_EXERCISE AIM_
Take the records below and set them down exactly, so that every line matches the original.

___

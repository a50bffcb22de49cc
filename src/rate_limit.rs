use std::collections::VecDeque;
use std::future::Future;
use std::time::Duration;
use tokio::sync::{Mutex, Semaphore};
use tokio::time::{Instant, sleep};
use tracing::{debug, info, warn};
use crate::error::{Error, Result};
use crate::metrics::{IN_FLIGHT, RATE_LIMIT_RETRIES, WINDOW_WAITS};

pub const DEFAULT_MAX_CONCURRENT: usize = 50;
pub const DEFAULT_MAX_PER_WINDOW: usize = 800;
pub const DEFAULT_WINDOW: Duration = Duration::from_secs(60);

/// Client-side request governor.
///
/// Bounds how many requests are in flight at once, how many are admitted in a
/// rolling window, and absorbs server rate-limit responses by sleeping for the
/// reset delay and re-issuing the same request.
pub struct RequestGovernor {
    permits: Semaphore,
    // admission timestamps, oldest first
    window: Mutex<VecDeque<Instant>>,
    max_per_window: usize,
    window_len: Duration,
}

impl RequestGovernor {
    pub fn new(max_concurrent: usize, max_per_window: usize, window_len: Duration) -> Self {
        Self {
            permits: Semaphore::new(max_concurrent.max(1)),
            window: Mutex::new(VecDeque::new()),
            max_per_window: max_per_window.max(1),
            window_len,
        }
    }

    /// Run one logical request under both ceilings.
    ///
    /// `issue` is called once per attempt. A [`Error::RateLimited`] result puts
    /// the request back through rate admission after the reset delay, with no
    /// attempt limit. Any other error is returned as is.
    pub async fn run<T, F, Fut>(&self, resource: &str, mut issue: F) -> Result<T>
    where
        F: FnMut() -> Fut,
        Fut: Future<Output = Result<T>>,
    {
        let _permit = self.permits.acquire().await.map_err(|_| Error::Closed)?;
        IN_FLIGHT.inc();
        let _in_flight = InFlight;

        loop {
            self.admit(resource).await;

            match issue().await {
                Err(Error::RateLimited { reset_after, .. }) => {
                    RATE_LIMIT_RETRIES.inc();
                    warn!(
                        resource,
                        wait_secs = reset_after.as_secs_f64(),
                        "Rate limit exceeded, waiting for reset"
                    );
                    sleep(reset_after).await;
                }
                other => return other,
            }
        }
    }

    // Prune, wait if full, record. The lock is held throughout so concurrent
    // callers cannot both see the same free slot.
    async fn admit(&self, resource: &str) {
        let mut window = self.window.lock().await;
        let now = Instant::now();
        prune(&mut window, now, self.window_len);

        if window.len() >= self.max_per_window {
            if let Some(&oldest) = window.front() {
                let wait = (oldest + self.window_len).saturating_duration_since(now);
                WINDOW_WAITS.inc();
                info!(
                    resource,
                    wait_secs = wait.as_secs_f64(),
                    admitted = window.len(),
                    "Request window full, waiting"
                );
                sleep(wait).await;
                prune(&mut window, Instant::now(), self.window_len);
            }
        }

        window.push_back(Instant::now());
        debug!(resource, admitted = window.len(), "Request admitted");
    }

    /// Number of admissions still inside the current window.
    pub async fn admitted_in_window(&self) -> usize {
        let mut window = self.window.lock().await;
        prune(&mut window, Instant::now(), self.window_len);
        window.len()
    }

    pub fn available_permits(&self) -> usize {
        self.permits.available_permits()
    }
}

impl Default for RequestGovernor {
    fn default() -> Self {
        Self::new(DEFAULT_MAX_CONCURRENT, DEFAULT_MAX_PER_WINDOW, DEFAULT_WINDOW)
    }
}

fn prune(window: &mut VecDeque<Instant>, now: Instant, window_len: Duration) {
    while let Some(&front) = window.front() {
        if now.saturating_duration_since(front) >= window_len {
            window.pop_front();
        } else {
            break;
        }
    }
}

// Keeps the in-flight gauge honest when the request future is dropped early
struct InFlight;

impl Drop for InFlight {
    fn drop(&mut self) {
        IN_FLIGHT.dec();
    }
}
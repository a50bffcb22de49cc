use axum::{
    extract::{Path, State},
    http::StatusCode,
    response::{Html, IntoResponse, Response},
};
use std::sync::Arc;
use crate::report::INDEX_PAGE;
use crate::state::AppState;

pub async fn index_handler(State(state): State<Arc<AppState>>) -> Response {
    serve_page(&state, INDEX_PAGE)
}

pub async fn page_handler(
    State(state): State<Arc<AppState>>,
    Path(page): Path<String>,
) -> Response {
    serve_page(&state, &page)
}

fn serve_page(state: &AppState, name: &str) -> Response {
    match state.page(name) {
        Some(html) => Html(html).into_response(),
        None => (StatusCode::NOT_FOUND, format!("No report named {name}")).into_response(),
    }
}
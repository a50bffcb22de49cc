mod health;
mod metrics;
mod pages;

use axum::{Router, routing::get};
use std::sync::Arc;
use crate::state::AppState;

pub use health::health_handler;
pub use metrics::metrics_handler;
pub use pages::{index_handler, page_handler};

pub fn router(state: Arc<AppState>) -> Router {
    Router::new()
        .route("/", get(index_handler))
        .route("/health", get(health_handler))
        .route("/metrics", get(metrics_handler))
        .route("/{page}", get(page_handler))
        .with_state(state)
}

___

_ANSWER_
repository a50bffcb22de49cc
filename src/rate_limit.rs
use std::collections::VecDeque;
use std::future::Future;
use std::time::Duration;
use tokio::sync::{Mutex, Semaphore};
use tokio::time::{Instant, sleep};
use tracing::{debug, info, warn};
use crate::error::{Error, Result};
use crate::metrics::{IN_FLIGHT, RATE_LIMIT_RETRIES, WINDOW_WAITS};

pub const DEFAULT_MAX_CONCURRENT: usize = 50;
pub const DEFAULT_MAX_PER_WINDOW: usize = 800;
pub const DEFAULT_WINDOW: Duration = Duration::from_secs(60);

/// Client-side request governor.
///
/// Bounds how many requests are in flight at once, how many are admitted in a
/// rolling window, and absorbs server rate-limit responses by sleeping for the
/// reset delay and re-issuing the same request.
pub struct RequestGovernor {
    permits: Semaphore,
    // admission timestamps, oldest first
    window: Mutex<VecDeque<Instant>>,
    max_per_window: usize,
    window_len: Duration,
}

impl RequestGovernor {
    pub fn new(max_concurrent: usize, max_per_window: usize, window_len: Duration) -> Self {
        Self {
            permits: Semaphore::new(max_concurrent.max(1)),
            window: Mutex::new(VecDeque::new()),
            max_per_window: max_per_window.max(1),
            window_len,
        }
    }

    /// Run one logical request under both ceilings.
    ///
    /// `issue` is called once per attempt. A [`Error::RateLimited`] result puts
    /// the request back through rate admission after the reset delay, with no
    /// attempt limit. Any other error is returned as is.
    pub async fn run<T, F, Fut>(&self, resource: &str, mut issue: F) -> Result<T>
    where
        F: FnMut() -> Fut,
        Fut: Future<Output = Result<T>>,
    {
        let _permit = self.permits.acquire().await.map_err(|_| Error::Closed)?;
        IN_FLIGHT.inc();
        let _in_flight = InFlight;

        loop {
            self.admit(resource).await;

            match issue().await {
                Err(Error::RateLimited { reset_after, .. }) => {
                    RATE_LIMIT_RETRIES.inc();
                    warn!(
                        resource,
                        wait_secs = reset_after.as_secs_f64(),
                        "Rate limit exceeded, waiting for reset"
                    );
                    sleep(reset_after).await;
                }
                other => return other,
            }
        }
    }

    // Prune, wait if full, record. The lock is held throughout so concurrent
    // callers cannot both see the same free slot.
    async fn admit(&self, resource: &str) {
        let mut window = self.window.lock().await;
        let now = Instant::now();
        prune(&mut window, now, self.window_len);

        if window.len() >= self.max_per_window {
            if let Some(&oldest) = window.front() {
                let wait = (oldest + self.window_len).saturating_duration_since(now);
                WINDOW_WAITS.inc();
                info!(
                    resource,
                    wait_secs = wait.as_secs_f64(),
                    admitted = window.len(),
                    "Request window full, waiting"
                );
                sleep(wait).await;
                prune(&mut window, Instant::now(), self.window_len);
            }
        }

        window.push_back(Instant::now());
        debug!(resource, admitted = window.len(), "Request admitted");
    }

    /// Number of admissions still inside the current window.
    pub async fn admitted_in_window(&self) -> usize {
        let mut window = self.window.lock().await;
        prune(&mut window, Instant::now(), self.window_len);
        window.len()
    }

    pub fn available_permits(&self) -> usize {
        self.permits.available_permits()
    }
}

impl Default for RequestGovernor {
    fn default() -> Self {
        Self::new(DEFAULT_MAX_CONCURRENT, DEFAULT_MAX_PER_WINDOW, DEFAULT_WINDOW)
    }
}

fn prune(window: &mut VecDeque<Instant>, now: Instant, window_len: Duration) {
    while let Some(&front) = window.front() {
        if now.saturating_duration_since(front) >= window_len {
            window.pop_front();
        } else {
            break;
        }
    }
}

// Keeps the in-flight gauge honest when the request future is dropped early
struct InFlight;

impl Drop for InFlight {
    fn drop(&mut self) {
        IN_FLIGHT.dec();
    }
}
repository a50bffcb22de49cc
use axum::{
    extract::{Path, State},
    http::StatusCode,
    response::{Html, IntoResponse, Response},
};
use std::sync::Arc;
use crate::report::INDEX_PAGE;
use crate::state::AppState;

pub async fn index_handler(State(state): State<Arc<AppState>>) -> Response {
    serve_page(&state, INDEX_PAGE)
}

pub async fn page_handler(
    State(state): State<Arc<AppState>>,
    Path(page): Path<String>,
) -> Response {
    serve_page(&state, &page)
}

fn serve_page(state: &AppState, name: &str) -> Response {
    match state.page(name) {
        Some(html) => Html(html).into_response(),
        None => (StatusCode::NOT_FOUND, format!("No report named {name}")).into_response(),
    }
}
repository a50bffcb22de49cc
mod health;
mod metrics;
mod pages;

use axum::{Router, routing::get};
use std::sync::Arc;
use crate::state::AppState;

pub use health::health_handler;
pub use metrics::metrics_handler;
pub use pages::{index_handler, page_handler};

pub fn router(state: Arc<AppState>) -> Router {
    Router::new()
        .route("/", get(index_handler))
        .route("/health", get(health_handler))
        .route("/metrics", get(metrics_handler))
        .route("/{page}", get(page_handler))
        .with_state(state)
}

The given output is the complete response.